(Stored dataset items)
Content starts

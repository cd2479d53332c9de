//! Error types for remote calls and settings.

use std::path::PathBuf;
use std::time::Duration;

use thiserror::Error;

/// Failure of a call issued to the simulator.
#[derive(Debug, Clone, PartialEq, Eq, Error)]
pub enum RpcError {
	/// The call did not complete within the transport timeout.
	#[error("{call}: timeout of {}ms exceeded", timeout.as_millis())]
	Timeout {
		/// Remote procedure name.
		call: &'static str,
		/// Timeout that elapsed.
		timeout: Duration,
	},

	/// The simulator answered with an error.
	#[error("simulator error: {0}")]
	Remote(String),

	/// The connection failed before an answer arrived.
	#[error("transport error: {0}")]
	Transport(String),

	/// The episode backing a proxy no longer exists.
	#[error("trying to operate on a destroyed episode")]
	EpisodeLost,
}

impl RpcError {
	/// Returns true for the timeout class.
	pub fn is_timeout(&self) -> bool {
		matches!(self, Self::Timeout { .. })
	}
}

/// Errors that can occur when loading [`crate::ClientSettings`].
#[derive(Debug, Error)]
pub enum SettingsError {
	/// Error parsing TOML.
	#[error("TOML parse error: {0}")]
	Toml(#[from] toml::de::Error),

	/// Error reading a settings file.
	#[error("I/O error reading {path}: {error}")]
	Io {
		/// Path to the file that failed to read.
		path: PathBuf,
		/// The underlying I/O error.
		error: std::io::Error,
	},

	/// The transport timeout must be non-zero.
	#[error("timeout_ms must be greater than zero")]
	ZeroTimeout,
}
//! Retrieval client implementation

use std::fmt;
use std::str::FromStr;

use reqwest::Client;
use serde::de::DeserializeOwned;
use serde::{Deserialize, Serialize};

use saltree_core::ot::{Receiver, RecordDisclosure, SenderResponse};
use saltree_core::pir::{QueryResponse, Verifier};
use saltree_core::Commitment;

use crate::error::{ClientError, Result};

/// Request to the insert endpoint
#[derive(Serialize)]
struct InsertRequest<'a> {
    #[serde(with = "saltree_core::encoding::hex_bytes")]
    record: &'a [u8],
}

/// Response from the insert endpoint
#[derive(Debug, Clone, Deserialize)]
pub struct InsertResponse {
    pub index: u64,
    pub commitment: Commitment,
}

/// Response from the tombstone endpoint
#[derive(Debug, Clone, Deserialize)]
pub struct TombstoneResponse {
    pub index: u64,
    pub commitment: Commitment,
}

/// Which exchange to retrieve a record with
#[derive(Debug, Clone, Copy, PartialEq, Eq, Default)]
pub enum RetrievalMode {
    #[default]
    Pir,
    Ot,
}

impl fmt::Display for RetrievalMode {
    fn fmt(&self, f: &mut fmt::Formatter<'_>) -> fmt::Result {
        match self {
            RetrievalMode::Pir => write!(f, "pir"),
            RetrievalMode::Ot => write!(f, "ot"),
        }
    }
}

impl FromStr for RetrievalMode {
    type Err = String;

    fn from_str(s: &str) -> std::result::Result<Self, Self::Err> {
        match s.to_lowercase().as_str() {
            "pir" => Ok(RetrievalMode::Pir),
            "ot" => Ok(RetrievalMode::Ot),
            other => Err(format!("unknown retrieval mode: {}", other)),
        }
    }
}

/// Client that only hands out records verified against a pinned root
pub struct RetrievalClient {
    http: Client,
    server_url: String,
    max_attempts: u32,
    pinned: Option<Commitment>,
}

impl RetrievalClient {
    pub fn new(server_url: String) -> Self {
        Self {
            http: Client::new(),
            server_url: server_url.trim_end_matches('/').to_string(),
            max_attempts: 1,
            pinned: None,
        }
    }

    pub fn server_url(&self) -> &str {
        &self.server_url
    }

    /// Currently pinned commitment
    pub fn commitment(&self) -> Option<&Commitment> {
        self.pinned.as_ref()
    }

    /// Trust `commitment` obtained out of band
    pub fn pin(&mut self, commitment: Commitment) {
        self.pinned = Some(commitment);
    }

    /// Fetch the published commitment and pin it
    pub async fn fetch_commitment(&mut self) -> Result<Commitment> {
        let commitment: Commitment = self.get_json("/root").await?;
        tracing::debug!(
            root = %commitment.root,
            leaves = commitment.leaf_count,
            epoch = commitment.epoch,
            algorithm = %commitment.algorithm,
            "Pinned commitment"
        );
        self.pinned = Some(commitment);
        Ok(commitment)
    }

    pub async fn retrieve(&mut self, index: u64, mode: RetrievalMode) -> Result<Vec<u8>> {
        match mode {
            RetrievalMode::Pir => self.retrieve_pir(index).await,
            RetrievalMode::Ot => self.retrieve_ot(index).await,
        }
    }

    /// Query `index` and return the record only if it verifies
    pub async fn retrieve_pir(&mut self, index: u64) -> Result<Vec<u8>> {
        for attempt in 1..=self.max_attempts {
            let pinned = self.pinned_for_attempt(attempt).await?;
            let verifier = Verifier::from_commitment(&pinned);

            let response: QueryResponse = self.get_json(&format!("/pir/{}", index)).await?;
            if let Some(record) = verifier.verify(index, &response) {
                return Ok(record);
            }
            tracing::warn!(index, attempt, root = %pinned.root, "Query response failed verification");
        }

        Err(ClientError::VerificationFailed {
            index,
            attempts: self.max_attempts,
        })
    }

    /// Run the sender/receiver exchange for `index`
    ///
    /// The record is fetched only after the sender's proof verifies.
    pub async fn retrieve_ot(&mut self, index: u64) -> Result<Vec<u8>> {
        for attempt in 1..=self.max_attempts {
            let pinned = self.pinned_for_attempt(attempt).await?;
            let receiver = Receiver::from_commitment(&pinned);

            let response: SenderResponse = self.get_json(&format!("/ot/{}", index)).await?;
            if !receiver.verify_response(index, &response) {
                tracing::warn!(index, attempt, root = %pinned.root, "Sender response failed verification");
                continue;
            }

            let disclosure: RecordDisclosure =
                self.get_json(&format!("/ot/{}/record", index)).await?;
            if disclosure.index == index {
                if let Some(record) = receiver.accept(index, &response, &disclosure.record) {
                    return Ok(record);
                }
            }
            tracing::warn!(index, attempt, "Disclosed record does not match committed leaf");
        }

        Err(ClientError::VerificationFailed {
            index,
            attempts: self.max_attempts,
        })
    }

    /// Append a record. The returned commitment is not pinned.
    pub async fn insert(&self, record: &[u8]) -> Result<InsertResponse> {
        let url = format!("{}/records", self.server_url);
        let resp = self
            .http
            .post(&url)
            .json(&InsertRequest { record })
            .send()
            .await?;
        let inserted: InsertResponse = decode(resp).await?;
        tracing::info!(index = inserted.index, root = %inserted.commitment.root, "Record inserted");
        Ok(inserted)
    }

    /// Tombstone a record. The returned commitment is not pinned.
    pub async fn tombstone(&self, index: u64) -> Result<TombstoneResponse> {
        let url = format!("{}/records/{}", self.server_url, index);
        let resp = self.http.delete(&url).send().await?;
        let removed: TombstoneResponse = decode(resp).await?;
        tracing::info!(index, root = %removed.commitment.root, "Record tombstoned");
        Ok(removed)
    }

    /// First attempt uses the pinned root; later ones re-fetch it
    async fn pinned_for_attempt(&mut self, attempt: u32) -> Result<Commitment> {
        if attempt > 1 {
            return self.fetch_commitment().await;
        }
        self.pinned.ok_or(ClientError::NotInitialized)
    }

    async fn get_json<T: DeserializeOwned>(&self, path: &str) -> Result<T> {
        let url = format!("{}{}", self.server_url, path);
        let resp = self.http.get(&url).send().await?;
        decode(resp).await
    }
}

async fn decode<T: DeserializeOwned>(resp: reqwest::Response) -> Result<T> {
    if !resp.status().is_success() {
        return Err(ClientError::Server {
            status: resp.status().as_u16(),
            message: resp.text().await.unwrap_or_default(),
        });
    }
    let bytes = resp.bytes().await?;
    Ok(serde_json::from_slice(&bytes)?)
}

/// Builder for RetrievalClient
pub struct ClientBuilder {
    server_url: String,
    max_attempts: u32,
    commitment: Option<Commitment>,
}

impl ClientBuilder {
    pub fn new(server_url: impl Into<String>) -> Self {
        Self {
            server_url: server_url.into(),
            max_attempts: 1,
            commitment: None,
        }
    }

    /// Total attempts per retrieval, at least one
    pub fn max_attempts(mut self, attempts: u32) -> Self {
        self.max_attempts = attempts.max(1);
        self
    }

    /// Start with a commitment obtained out of band
    pub fn commitment(mut self, commitment: Commitment) -> Self {
        self.commitment = Some(commitment);
        self
    }

    pub fn build(self) -> RetrievalClient {
        let mut client = RetrievalClient::new(self.server_url);
        client.max_attempts = self.max_attempts;
        client.pinned = self.commitment;
        client
    }
}

#[cfg(test)]
mod tests {
    use super::*;

    #[test]
    fn test_server_url_trimmed() {
        let client = ClientBuilder::new("http://localhost:3000/").build();
        assert_eq!(client.server_url(), "http://localhost:3000");
        assert!(client.commitment().is_none());
    }

    #[test]
    fn test_max_attempts_floor() {
        let client = ClientBuilder::new("http://localhost:3000")
            .max_attempts(0)
            .build();
        assert_eq!(client.max_attempts, 1);
    }

    #[test]
    fn test_mode_parse() {
        assert_eq!("PIR".parse::<RetrievalMode>().unwrap(), RetrievalMode::Pir);
        assert_eq!("ot".parse::<RetrievalMode>().unwrap(), RetrievalMode::Ot);
        assert!("plain".parse::<RetrievalMode>().is_err());
        assert_eq!(RetrievalMode::Ot.to_string(), "ot");
    }

    #[tokio::test]
    async fn test_retrieve_requires_commitment() {
        let mut client = ClientBuilder::new("http://127.0.0.1:9").build();
        assert!(matches!(
            client.retrieve_pir(0).await,
            Err(ClientError::NotInitialized)
        ));
    }

    #[test]
    fn test_insert_request_hex() {
        let json = serde_json::to_string(&InsertRequest { record: &[0xab, 0xcd] }).unwrap();
        assert_eq!(json, r#"{"record":"abcd"}"#);
    }
}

Content ends

▶ _YOUR TASK_
Return nothing but the lines from the top of the records above through the line that has "Remote procedure name.". Keep each one exact.

▶ _YOUR SOLUTION_
repository cd2479d53332c9de
//! Error types for remote calls and settings.

use std::path::PathBuf;
use std::time::Duration;

use thiserror::Error;

/// Failure of a call issued to the simulator.
#[derive(Debug, Clone, PartialEq, Eq, Error)]
pub enum RpcError {
	/// The call did not complete within the transport timeout.
	#[error("{call}: timeout of {}ms exceeded", timeout.as_millis())]
	Timeout {
		/// Remote procedure name.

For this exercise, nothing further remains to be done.